BOOK REVIEW: This Wretched Valley by Jenny Kiefer

I really wanted to like this book. The editorial reviews are great. But, unfortunately, for several reasons, it left me feeling kind of empty.

The story begins with the discovery of the bodies of three hikers in the Kentucky wilderness. One is a skeleton, picked clean. Another, identified as Luke, has his eyes gouged out. A third, Clay, has his ribcage folded outward like a set of cabinet doors. The fourth hiker, Dylan, is not found. Only her bloody clothing remains. What happened to these people?

Flash back several months. Clay, a graduate student, recruits Dylan (a professional rock climber on her first gig), Sylvia (a geology student) and Dylan’s boyfriend, Luke (who comes along to belay Dylan) to investigate a granite formation that Clay believes has been untouched since the beginning of time. The four, along with Luke’s dog (Slade), head off into the wilderness on what they think will be a 3-mile hike to the rock. The first signal that something isn’t quite right in this place, comes from the dog, who is reluctant to proceed. Now, this is a ploy that I object to. I don’t know how many horror books/movies I’ve seen where the first sign of malevolence is manifested through the dog. Usually, the dog is killed. In this novel, Dylan, who is quite self-absorbed, neglects to re-zip her tent opening and Slade escapes, never to be seen again until the end of the book.

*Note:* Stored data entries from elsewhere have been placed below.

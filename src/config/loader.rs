// src/config/loader.rs

use std::path::{Path, PathBuf};

use serde_json::Value;
use tracing::{debug, info};

use crate::config::merge::merge;
use crate::config::model::BuildConfig;
use crate::errors::{AssetflowError, Result};

/// Default override file name, looked up in the project root.
pub const DEFAULT_CONFIG_FILE: &str = "assetflow.json";

/// Read the override document at `path`.
///
/// A missing file is not an error and yields `None`. Malformed JSON is a
/// [`AssetflowError::ConfigError`] naming the file.
pub fn load_override(path: impl AsRef<Path>) -> Result<Option<Value>> {
    let path = path.as_ref();

    if !path.exists() {
        info!(path = ?path, "no override file found; using default configuration");
        return Ok(None);
    }

    let contents = std::fs::read_to_string(path)?;
    let value: Value = serde_json::from_str(&contents).map_err(|e| {
        AssetflowError::ConfigError(format!("{}: invalid JSON: {e}", path.display()))
    })?;

    debug!(path = ?path, "loaded override file");
    Ok(Some(value))
}

/// Load the effective configuration: defaults deep-merged with the override
/// file at `path` (if it exists).
///
/// This is the entry point the rest of the application uses; it is called
/// once per process and the result is passed around by reference.
pub fn load_config(path: impl AsRef<Path>) -> Result<BuildConfig> {
    let overlay = load_override(&path)?;
    merge(&BuildConfig::default(), overlay)
}

/// Helper to resolve the default config path.
pub fn default_config_path() -> PathBuf {
    PathBuf::from(DEFAULT_CONFIG_FILE)
}
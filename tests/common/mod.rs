// tests/common/mod.rs

#![allow(dead_code)]

use std::error::Error;
use std::path::{Path, PathBuf};

pub use assetflow_test_utils::builders::{MOCK_ROOT, ProjectFixture, mock_project};
pub use assetflow_test_utils::{init_tracing, with_timeout};

pub type TestResult = Result<(), Box<dyn Error>>;

/// Path under the in-memory project root.
pub fn mock_path(rel: &str) -> PathBuf {
    Path::new(MOCK_ROOT).join(rel)
}
// src/lib.rs

pub mod assets;
pub mod cli;
pub mod config;
pub mod dag;
pub mod engine;
pub mod errors;
pub mod exec;
pub mod fs;
pub mod lint;
pub mod livesync;
pub mod logging;
pub mod pipeline;
pub mod script;
pub mod style;
pub mod watch;

use std::io::Write;
use std::path::{Path, PathBuf};
use std::sync::Arc;

use tracing::{debug, info};

use crate::cli::CliArgs;
use crate::config::{BuildConfig, load_config};
use crate::dag::{Plan, TaskId, TaskRegistry};
use crate::engine::Orchestrator;
use crate::errors::Result;
use crate::exec::BuildContext;

/// High-level entry point used by `main.rs`.
///
/// Loads the config, expands the requested task and runs it (or prints the
/// plan with `--dry-run`). Returns `Ok(true)` when every action succeeded.
pub async fn run(args: CliArgs) -> Result<bool> {
    let task: TaskId = args.task.parse()?;
    let config_path = PathBuf::from(&args.config);
    let cfg = load_config(&config_path)?;
    let root = config_root_dir(&config_path);
    debug!(root = ?root, config = ?config_path, "project root");

    let registry = TaskRegistry::standard()?;
    let plan = registry.plan(task)?;

    if args.dry_run {
        print_dry_run(&mut std::io::stdout().lock(), &cfg, &plan)?;
        return Ok(true);
    }

    let ctx = BuildContext::on_disk(root, cfg);
    run_plan_then_watch(ctx, registry, &plan).await
}

/// Run the plan's actions, then enter watch mode if the task asks for it.
async fn run_plan_then_watch(
    ctx: BuildContext,
    registry: TaskRegistry,
    plan: &Plan,
) -> Result<bool> {
    if !plan.is_empty() {
        let orchestrator = Orchestrator::new(registry.clone(), Arc::new(ctx.clone()));
        let summary = orchestrator.run_task(plan.root()).await?;
        if !summary.is_success() {
            return Ok(false);
        }
    }

    if plan.ends_in_watch() {
        let report = watch::watch(ctx, registry).await?;
        info!(builds = report.builds, failed = report.failed_builds, "watch ended");
    }
    Ok(true)
}

/// Project root for a config path.
///
/// - `configs/assetflow.json` -> `configs`
/// - a bare `assetflow.json` -> the current working directory
pub fn config_root_dir(config_path: &Path) -> PathBuf {
    match config_path.parent() {
        Some(parent) if !parent.as_os_str().is_empty() => parent.to_path_buf(),
        _ => std::env::current_dir().unwrap_or_else(|_| PathBuf::from(".")),
    }
}

/// Print the stages of `plan`: every leaf of a stage may run once the
/// previous stage is done.
pub fn print_dry_run(out: &mut impl Write, cfg: &BuildConfig, plan: &Plan) -> Result<()> {
    writeln!(out, "assetflow dry-run: {}", plan.root())?;
    writeln!(out, "  src.stylePath  = {}", cfg.src.style_path)?;
    writeln!(out, "  src.scriptPath = {}", cfg.src.script_path)?;
    writeln!(out, "  packagesPath   = {}", cfg.packages_path)?;
    writeln!(out, "  sync           = {}", cfg.sync)?;
    writeln!(out)?;

    for (n, stage) in plan.stages().iter().enumerate() {
        writeln!(out, "stage {}:", n + 1)?;
        for id in stage {
            let action = plan
                .action_of(*id)
                .map(|a| a.to_string())
                .unwrap_or_default();
            writeln!(out, "  - {id}: {action}")?;
            let deps = plan.dependencies_of(*id);
            if !deps.is_empty() {
                let names: Vec<&str> = deps.iter().map(|d| d.name()).collect();
                writeln!(out, "      after: {}", names.join(", "))?;
            }
        }
    }

    if plan.ends_in_watch() {
        writeln!(out, "then: watch {} and {}", cfg.src.style_path, cfg.src.script_path)?;
    }

    debug!("dry-run complete (no execution)");
    Ok(())
}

Camping in the valley, Dylan becomes mesmerized by the rock and attempts, at first, to climb it alone without any equipment, rope, or help. Luckily, she doesn’t kill herself. Sylvia documents everything in little spiral-bound notebooks and observes that the botany of the place is strange and, in some cases, deadly.  Clay dreams of fame – finding a climbing rock no one has ever seen before. Things get difficult when Luke falls from the rock, banging his head (why didn’t he have a helmet?) and breaking his ankle. He’s is bad shape and an attempt by Clay to leave the valley to get help, fails, as, even with his GPS working, he apparently is walking in circles.

I found the characters in this novel to be, for the most part, unsympathetic. Dylan is, as noted, self-absorbed as is Clay. Sylvia is nice, but one-dimensional. You don’t get enough information about her to like or dislike her. Luke is the only sympathetic character, but after he gets hurt, he’s kind of zoned out.

The tension mounts as the characters begin to disintegrate. Clay, impossibly, finds a bottle which seems to contain a never-ending supply of moonshine. This adds to his deterioration. Ghosts of long-dead travelers to the valley appear at the tree-line, watching and waiting.

The novel weaves back and forth between the four protagonists’ predicament and visions of past explorers who dared to enter this valley. But, even with these tales of the past, the author never explains the why of it all, leaving the reader wondering.

The novel progresses rapidly until about two-thirds of the way through, when I found it becoming terribly repetitive. It was, to me, almost as if the author had a word-count in mind and was going to keep writing until she reached it. The novel would have been much better if it had been tightened up quite a bit.

All in all, as a first novel, this is a decent read, but it could have been so much better. Three stars.